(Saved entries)

>>>>>

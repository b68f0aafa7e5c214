//! Layered configuration for `trinity-engine` (SPEC_FULL.md §2): struct
//! defaults, overlaid by an optional YAML file, overlaid by `TRINITY_`
//! prefixed environment variables. Grounded on the teacher's
//! `tandem_core::ConfigStore` layering (global/project/managed/env/cli),
//! collapsed to the single file+env+defaults shape this binary needs —
//! `trinity-engine` is the only caller that ever builds role config structs
//! from outside sources (`trinity-roles::config` doc comment).

use std::path::{Path, PathBuf};
use std::time::Duration;

use serde::Deserialize;
use trinity_roles::{ArchitectConfig, ExecutorConfig, WitnessConfig};

/// Raw shape of an optional YAML config file. Every field is optional so a
/// file can override just the knobs it cares about.
#[derive(Debug, Clone, Default, Deserialize)]
#[serde(default)]
struct FileConfig {
    state_dir: Option<String>,
    in_memory: Option<bool>,
    log_retention_days: Option<u64>,
    witness: FileWitnessConfig,
    architect: FileArchitectConfig,
    executor: FileExecutorConfig,
}

#[derive(Debug, Clone, Default, Deserialize)]
#[serde(default)]
struct FileWitnessConfig {
    min_confidence: Option<f64>,
    emit_times_seen_threshold: Option<u32>,
}

#[derive(Debug, Clone, Default, Deserialize)]
#[serde(default)]
struct FileArchitectConfig {
    min_complexity: Option<f64>,
    workspace_dir: Option<String>,
}

#[derive(Debug, Clone, Default, Deserialize)]
#[serde(default)]
struct FileExecutorConfig {
    workspace_dir: Option<String>,
    verification_workdir: Option<String>,
    verification_runner: Option<String>,
    verification_timeout_secs: Option<u64>,
    max_parallel_subagents: Option<usize>,
}

/// Fully resolved engine configuration: struct defaults, a config file, and
/// `TRINITY_*` env vars merged in that order (env wins).
#[derive(Debug, Clone)]
pub struct EngineConfig {
    pub state_dir: PathBuf,
    pub in_memory: bool,
    pub log_retention_days: u64,
    pub witness: WitnessConfig,
    pub architect: ArchitectConfig,
    pub executor: ExecutorConfig,
}

impl EngineConfig {
    pub fn load(config_file: Option<&Path>) -> anyhow::Result<Self> {
        let file = match config_file {
            Some(path) if path.exists() => {
                let raw = std::fs::read_to_string(path)?;
                serde_yaml::from_str(&raw)?
            }
            _ => FileConfig::default(),
        };

        let mut config = EngineConfig::defaults();
        config.apply_file(file);
        config.apply_env();
        Ok(config)
    }

    fn defaults() -> Self {
        Self {
            state_dir: PathBuf::from(".trinity"),
            in_memory: false,
            log_retention_days: 14,
            witness: WitnessConfig::default(),
            architect: ArchitectConfig::default(),
            executor: ExecutorConfig::default(),
        }
    }

    fn apply_file(&mut self, file: FileConfig) {
        if let Some(state_dir) = file.state_dir {
            self.state_dir = PathBuf::from(state_dir);
        }
        if let Some(in_memory) = file.in_memory {
            self.in_memory = in_memory;
        }
        if let Some(days) = file.log_retention_days {
            self.log_retention_days = days;
        }
        if let Some(v) = file.witness.min_confidence {
            self.witness.min_confidence = v;
        }
        if let Some(v) = file.witness.emit_times_seen_threshold {
            self.witness.emit_times_seen_threshold = v;
        }
        if let Some(v) = file.architect.min_complexity {
            self.architect.min_complexity = v;
        }
        if let Some(v) = file.architect.workspace_dir {
            self.architect.workspace_dir = PathBuf::from(v);
        }
        if let Some(v) = file.executor.workspace_dir {
            self.executor.workspace_dir = PathBuf::from(v);
        }
        if let Some(v) = file.executor.verification_workdir {
            self.executor.verification_workdir = PathBuf::from(v);
        }
        if let Some(v) = file.executor.verification_runner {
            self.executor.verification_runner = v;
        }
        if let Some(v) = file.executor.verification_timeout_secs {
            self.executor.verification_timeout = Duration::from_secs(v);
        }
        if let Some(v) = file.executor.max_parallel_subagents {
            self.executor.max_parallel_subagents = v;
        }
    }

    fn apply_env(&mut self) {
        if let Some(v) = env_string("TRINITY_STATE_DIR") {
            self.state_dir = PathBuf::from(v);
        }
        if let Some(v) = env_bool("TRINITY_IN_MEMORY") {
            self.in_memory = v;
        }
        if let Some(v) = env_parse::<u64>("TRINITY_LOG_RETENTION_DAYS") {
            self.log_retention_days = v;
        }
        if let Some(v) = env_parse::<f64>("TRINITY_WITNESS_MIN_CONFIDENCE") {
            self.witness.min_confidence = v;
        }
        if let Some(v) = env_parse::<u32>("TRINITY_WITNESS_RECURRENCE_THRESHOLD") {
            self.witness.emit_times_seen_threshold = v;
        }
        if let Some(v) = env_parse::<f64>("TRINITY_ARCHITECT_MIN_COMPLEXITY") {
            self.architect.min_complexity = v;
        }
        if let Some(v) = env_string("TRINITY_ARCHITECT_WORKSPACE_DIR") {
            self.architect.workspace_dir = PathBuf::from(v);
        }
        if let Some(v) = env_string("TRINITY_EXECUTOR_WORKSPACE_DIR") {
            self.executor.workspace_dir = PathBuf::from(v);
        }
        if let Some(v) = env_string("TRINITY_EXECUTOR_VERIFICATION_WORKDIR") {
            self.executor.verification_workdir = PathBuf::from(v);
        }
        if let Some(v) = env_string("TRINITY_EXECUTOR_VERIFICATION_RUNNER") {
            self.executor.verification_runner = v;
        }
        if let Some(v) = env_parse::<u64>("TRINITY_EXECUTOR_VERIFICATION_TIMEOUT_SECS") {
            self.executor.verification_timeout = Duration::from_secs(v);
        }
        if let Some(v) = env_parse::<usize>("TRINITY_EXECUTOR_MAX_PARALLEL_SUBAGENTS") {
            self.executor.max_parallel_subagents = v;
        }
    }

    pub fn bus_path(&self) -> PathBuf {
        self.store_path("bus.sqlite")
    }

    pub fn patterns_path(&self) -> PathBuf {
        self.store_path("patterns.sqlite")
    }

    pub fn cost_path(&self) -> PathBuf {
        self.store_path("cost.sqlite")
    }

    fn store_path(&self, file_name: &str) -> PathBuf {
        if self.in_memory {
            PathBuf::from(":memory:")
        } else {
            self.state_dir.join(file_name)
        }
    }

    pub fn logs_dir(&self) -> PathBuf {
        trinity_observability::canonical_logs_dir_from_root(&self.state_dir)
    }
}

fn env_string(key: &str) -> Option<String> {
    std::env::var(key).ok().filter(|v| !v.trim().is_empty())
}

fn env_bool(key: &str) -> Option<bool> {
    match env_string(key)?.to_ascii_lowercase().as_str() {
        "1" | "true" | "yes" | "on" => Some(true),
        "0" | "false" | "no" | "off" => Some(false),
        _ => None,
    }
}

fn env_parse<T: std::str::FromStr>(key: &str) -> Option<T> {
    env_string(key).and_then(|v| v.parse().ok())
}

#[cfg(test)]
mod tests {
    use super::*;

    #[test]
    fn defaults_match_role_config_defaults() {
        let config = EngineConfig::defaults();
        assert_eq!(config.state_dir, PathBuf::from(".trinity"));
        assert_eq!(config.witness.min_confidence, WitnessConfig::default().min_confidence);
        assert_eq!(config.architect.min_complexity, ArchitectConfig::default().min_complexity);
        assert_eq!(
            config.executor.max_parallel_subagents,
            ExecutorConfig::default().max_parallel_subagents
        );
    }

    #[test]
    fn file_overrides_apply_over_defaults() {
        let mut config = EngineConfig::defaults();
        config.apply_file(FileConfig {
            state_dir: Some("/tmp/trinity-test".to_string()),
            witness: FileWitnessConfig {
                min_confidence: Some(0.9),
                ..Default::default()
            },
            ..Default::default()
        });
        assert_eq!(config.state_dir, PathBuf::from("/tmp/trinity-test"));
        assert_eq!(config.witness.min_confidence, 0.9);
    }

    #[test]
    fn in_memory_flag_selects_memory_paths() {
        let mut config = EngineConfig::defaults();
        config.in_memory = true;
        assert_eq!(config.bus_path(), PathBuf::from(":memory:"));
        assert_eq!(config.patterns_path(), PathBuf::from(":memory:"));
        assert_eq!(config.cost_path(), PathBuf::from(":memory:"));
    }
}
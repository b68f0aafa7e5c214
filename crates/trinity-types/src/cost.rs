use chrono::{DateTime, Utc};
use serde::{Deserialize, Serialize};
use serde_json::Value;
use std::collections::HashMap;

/// Pricing tier for a model call. The USD/1k-token rates for each tier are
/// a contract value owned by `trinity-cost::pricing`, not this crate.
#[derive(Debug, Clone, Copy, PartialEq, Eq, Hash, Serialize, Deserialize)]
#[serde(rename_all = "snake_case")]
pub enum ModelTier {
    Local,
    CloudMini,
    CloudStandard,
    CloudPremium,
}

impl ModelTier {
    pub fn as_str(&self) -> &'static str {
        match self {
            ModelTier::Local => "local",
            ModelTier::CloudMini => "cloud_mini",
            ModelTier::CloudStandard => "cloud_standard",
            ModelTier::CloudPremium => "cloud_premium",
        }
    }
}

impl std::fmt::Display for ModelTier {
    fn fmt(&self, f: &mut std::fmt::Formatter<'_>) -> std::fmt::Result {
        write!(f, "{}", self.as_str())
    }
}

/// One append-only record of an LLM call.
#[derive(Debug, Clone, Serialize, Deserialize)]
pub struct CostEntry {
    pub timestamp: DateTime<Utc>,
    pub operation: String,
    pub model: String,
    pub model_tier: ModelTier,
    pub tokens_in: u64,
    pub tokens_out: u64,
    pub cost_usd: f64,
    pub duration_seconds: f64,
    pub success: bool,
    #[serde(default)]
    pub metadata: Value,
    pub error: Option<String>,
}

/// Aggregated view over a set of cost entries.
#[derive(Debug, Clone, Default, Serialize, Deserialize)]
pub struct CostSummary {
    pub total_cost_usd: f64,
    pub total_calls: u64,
    pub total_tokens_in: u64,
    pub total_tokens_out: u64,
    pub success_rate: f64,
    pub by_operation: HashMap<String, f64>,
    pub by_model: HashMap<String, f64>,
}
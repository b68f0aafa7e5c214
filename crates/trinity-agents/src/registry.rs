use std::collections::HashMap;
use std::sync::Arc;

use trinity_types::SubAgentType;

use crate::agents::{
    CodeWriterAgent, ImmunityEnforcerAgent, ReleaseManagerAgent, TaskSummarizerAgent,
    TestArchitectAgent, ToolDeveloperAgent,
};
use crate::sub_agent::SubAgent;

/// Owns one handle per fixed sub-agent role (§4.4), grounded on the
/// teacher's `ToolRegistry`/`AgentRegistry` name-keyed maps. Unlike those,
/// the role set here is closed — `trinity-roles` never registers a custom
/// agent at runtime — so the map is built once in [`SubAgentRegistry::new`]
/// and never mutated.
#[derive(Clone)]
pub struct SubAgentRegistry {
    agents: HashMap<SubAgentType, Arc<dyn SubAgent>>,
}

impl SubAgentRegistry {
    pub fn new() -> Self {
        let mut agents: HashMap<SubAgentType, Arc<dyn SubAgent>> = HashMap::new();
        agents.insert(SubAgentType::CodeWriter, Arc::new(CodeWriterAgent));
        agents.insert(SubAgentType::TestArchitect, Arc::new(TestArchitectAgent));
        agents.insert(SubAgentType::ToolDeveloper, Arc::new(ToolDeveloperAgent));
        agents.insert(SubAgentType::ImmunityEnforcer, Arc::new(ImmunityEnforcerAgent));
        agents.insert(SubAgentType::ReleaseManager, Arc::new(ReleaseManagerAgent));
        agents.insert(SubAgentType::TaskSummarizer, Arc::new(TaskSummarizerAgent));
        Self { agents }
    }

    /// Every role is registered at construction, so this only panics if a
    /// new `SubAgentType` variant is added without a matching entry above.
    pub fn get(&self, agent_type: SubAgentType) -> Arc<dyn SubAgent> {
        self.agents
            .get(&agent_type)
            .cloned()
            .unwrap_or_else(|| panic!("no sub-agent registered for {agent_type}"))
    }
}

impl Default for SubAgentRegistry {
    fn default() -> Self {
        Self::new()
    }
}

#[cfg(test)]
mod tests {
    use super::*;
    use serde_json::json;

    #[tokio::test]
    async fn every_fixed_role_resolves_and_invokes() {
        let registry = SubAgentRegistry::new();
        let spec = json!({"Goal": "ship it"});
        let spec = spec.as_object().unwrap();

        for agent_type in [
            SubAgentType::CodeWriter,
            SubAgentType::TestArchitect,
            SubAgentType::ToolDeveloper,
            SubAgentType::ImmunityEnforcer,
            SubAgentType::ReleaseManager,
            SubAgentType::TaskSummarizer,
        ] {
            let agent = registry.get(agent_type);
            let (result, cost_entry) = agent.invoke(spec).await;
            assert!(result.is_success());
            assert_eq!(cost_entry.operation, agent.agent_name());
        }
    }
}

<<<<<

▶ _PROBLEM TO SOLVE_:
Among the lines above, please count those that contain the string "TestArchitectAgent" and write the number by itself.

▶ _RESULT OF THE TASK_:
2